Kong Korm was one of 118 members of the Cambodia National Rescue Party who were banned from politics for five years when the group was dissolved by court order in November 2017 on a contrived charge of conspiring with the United States to overthrow the government. Cambodia’s courts are widely considered to be under the influence of long-serving Prime Minister Hun Sen’s government.

All the opposition party’s lawmakers lost their elective positions, and the action eliminated any real challenge to the ruling Cambodian People’s Party in last year’s general election, in which it captured all 125 National Assembly seats.

Kong Korm’s son, Kong Bora, later Wednesday also applied for a lifting of his ban. The applications need to be approved by the Interior Ministry and then be forwarded to King Norodom Sihamoni for his pro forma approval.

The applications come during a feud between two factions of the former opposition party loyal to its two former leaders, Sam Rainsy and Kem Sokha. Sam Rainsy has been in self-imposed exile for more than three years over a defamation conviction seen as politically motivated, while Kem Sokha has been in prison awaiting trial since late 2017 on the same treason accusation that led to their party’s dissolution.

The two men in 2012 merged earlier parties they had headed but remain rivals, as well as targets of divide-and-conquer tactics that Hun Sen has successfully applied against other opponents.

Sam Rainsy and his supporters oppose applying for a lifting of the bans.

Kong Korm, 77, and his son are aligned with the Kem Sokha faction. Kong Korm served for a short period as foreign minister under a Hun Sen-led communist regime in the 1980s before joining Sam Rainsy’s first party, the Khmer Nation Party, when it was founded in 1995. In recent months, however, he has been sharply critical of his former colleague.

Amending Cambodian law to allow the reinstatement of politicians was part of a low-key charm offensive to improve relations with Western nations that accuse Hun Sen’s government of suppressing human and democratic rights.
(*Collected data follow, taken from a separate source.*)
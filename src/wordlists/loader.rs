//! Word list loading utilities
//!
//! Provides functions to load word lists from files or use embedded constants.

use crate::core::Word;
use std::fs;
use std::io;
use std::path::Path;

/// Load words from a file, one per line
///
/// Blank lines and entries that are not five letters are skipped.
///
/// # Errors
///
/// Returns an I/O error if the file cannot be read or opened.
///
/// # Examples
/// ```no_run
/// use wordle_game::wordlists::loader::load_from_file;
///
/// let words = load_from_file("/usr/share/dict/words").unwrap();
/// println!("Loaded {} words", words.len());
/// ```
pub fn load_from_file<P: AsRef<Path>>(path: P) -> io::Result<Vec<Word>> {
    let content = fs::read_to_string(path)?;

    let words = content
        .lines()
        .filter_map(|line| {
            let trimmed = line.trim();
            if trimmed.is_empty() {
                None
            } else {
                Word::new(trimmed).ok()
            }
        })
        .collect();

    Ok(words)
}

/// Convert embedded string slice to Word vector
///
/// # Examples
/// ```
/// use wordle_game::wordlists::loader::words_from_slice;
/// use wordle_game::wordlists::DEFAULT_WORDS;
///
/// let words = words_from_slice(DEFAULT_WORDS);
/// assert_eq!(words.len(), DEFAULT_WORDS.len());
/// ```
#[must_use]
pub fn words_from_slice(slice: &[&str]) -> Vec<Word> {
    slice.iter().filter_map(|&s| Word::new(s).ok()).collect()
}

#[cfg(test)]
mod tests {
    use super::*;
    use std::io::Write;

    #[test]
    fn words_from_slice_converts_valid_words() {
        let words = words_from_slice(&["water", "THERE", "Which"]);

        assert_eq!(words.len(), 3);
        assert_eq!(words[0].text(), "WATER");
        assert_eq!(words[1].text(), "THERE");
        assert_eq!(words[2].text(), "WHICH");
    }

    #[test]
    fn words_from_slice_skips_invalid() {
        let words = words_from_slice(&["water", "toolong", "abc", "x-ray", "about"]);

        assert_eq!(words.len(), 2);
        assert_eq!(words[0].text(), "WATER");
        assert_eq!(words[1].text(), "ABOUT");
    }

    #[test]
    fn load_from_file_skips_blank_and_invalid_lines() {
        let mut file = tempfile::NamedTempFile::new().unwrap();
        writeln!(file, "water\n\n  about  \nnope\nthree").unwrap();

        let words = load_from_file(file.path()).unwrap();
        let texts: Vec<&str> = words.iter().map(Word::text).collect();
        assert_eq!(texts, vec!["WATER", "ABOUT", "THREE"]);
    }

    #[test]
    fn load_from_missing_file_errors() {
        assert!(load_from_file("/definitely/not/here/words.txt").is_err());
    }
}
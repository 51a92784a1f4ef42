//! Free Dictionary API validator.

use std::time::Duration;

use async_trait::async_trait;
use reqwest::{Client, StatusCode};
use tracing::debug;

use super::{ServiceError, WordValidator, http_client};
use crate::core::Word;

/// Default lookup endpoint; the word is appended as the last path segment
pub const DEFAULT_DICTIONARY_URL: &str = "https://api.dictionaryapi.dev/api/v2/entries/en";

/// Checks guesses against dictionaryapi.dev.
///
/// A 2xx answer means the word exists, 404 means it does not. Anything else
/// is reported as an error so the caller can tell "not a word" apart from
/// "could not ask".
pub struct DictionaryApiValidator {
    client: Client,
    base_url: String,
}

impl DictionaryApiValidator {
    /// # Errors
    /// Returns an error if the HTTP client cannot be built.
    pub fn new(base_url: impl Into<String>, timeout: Duration) -> Result<Self, ServiceError> {
        Ok(Self {
            client: http_client(timeout)?,
            base_url: base_url.into(),
        })
    }

    fn lookup_url(&self, word: &Word) -> String {
        format!(
            "{}/{}",
            self.base_url.trim_end_matches('/'),
            word.text().to_ascii_lowercase()
        )
    }
}

#[async_trait]
impl WordValidator for DictionaryApiValidator {
    async fn is_valid_word(&self, word: &Word) -> Result<bool, ServiceError> {
        let url = self.lookup_url(word);
        let status = self.client.get(&url).send().await?.status();
        debug!("Dictionary lookup {} -> {}", word, status);

        if status.is_success() {
            Ok(true)
        } else if status == StatusCode::NOT_FOUND {
            Ok(false)
        } else {
            Err(ServiceError::Status {
                status: status.as_u16(),
                url,
            })
        }
    }
}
The U.S. and Germany have already instituted some diplomatic sanctions against Cambodia, and Washington and the European Union have threatened to extend economic ones as well. The main point of contention has been last July’s general election, which critics charge was neither free nor fair because of the lack of credible opposition.

The government set several conditions for restoring political rights that some opposition politicians have already rejected.

Hun Sen, at a meeting last month with garment workers, said the ban would be rescinded only for those politicians who had honored it, while those who violated it could face prison terms.

Many of the banned opposition politicians fled Cambodia in fear of arrest, and restoration of their political rights alone would appear to leave them in the political wilderness. There are no guarantees that new legal actions would not be taken against them in the courts.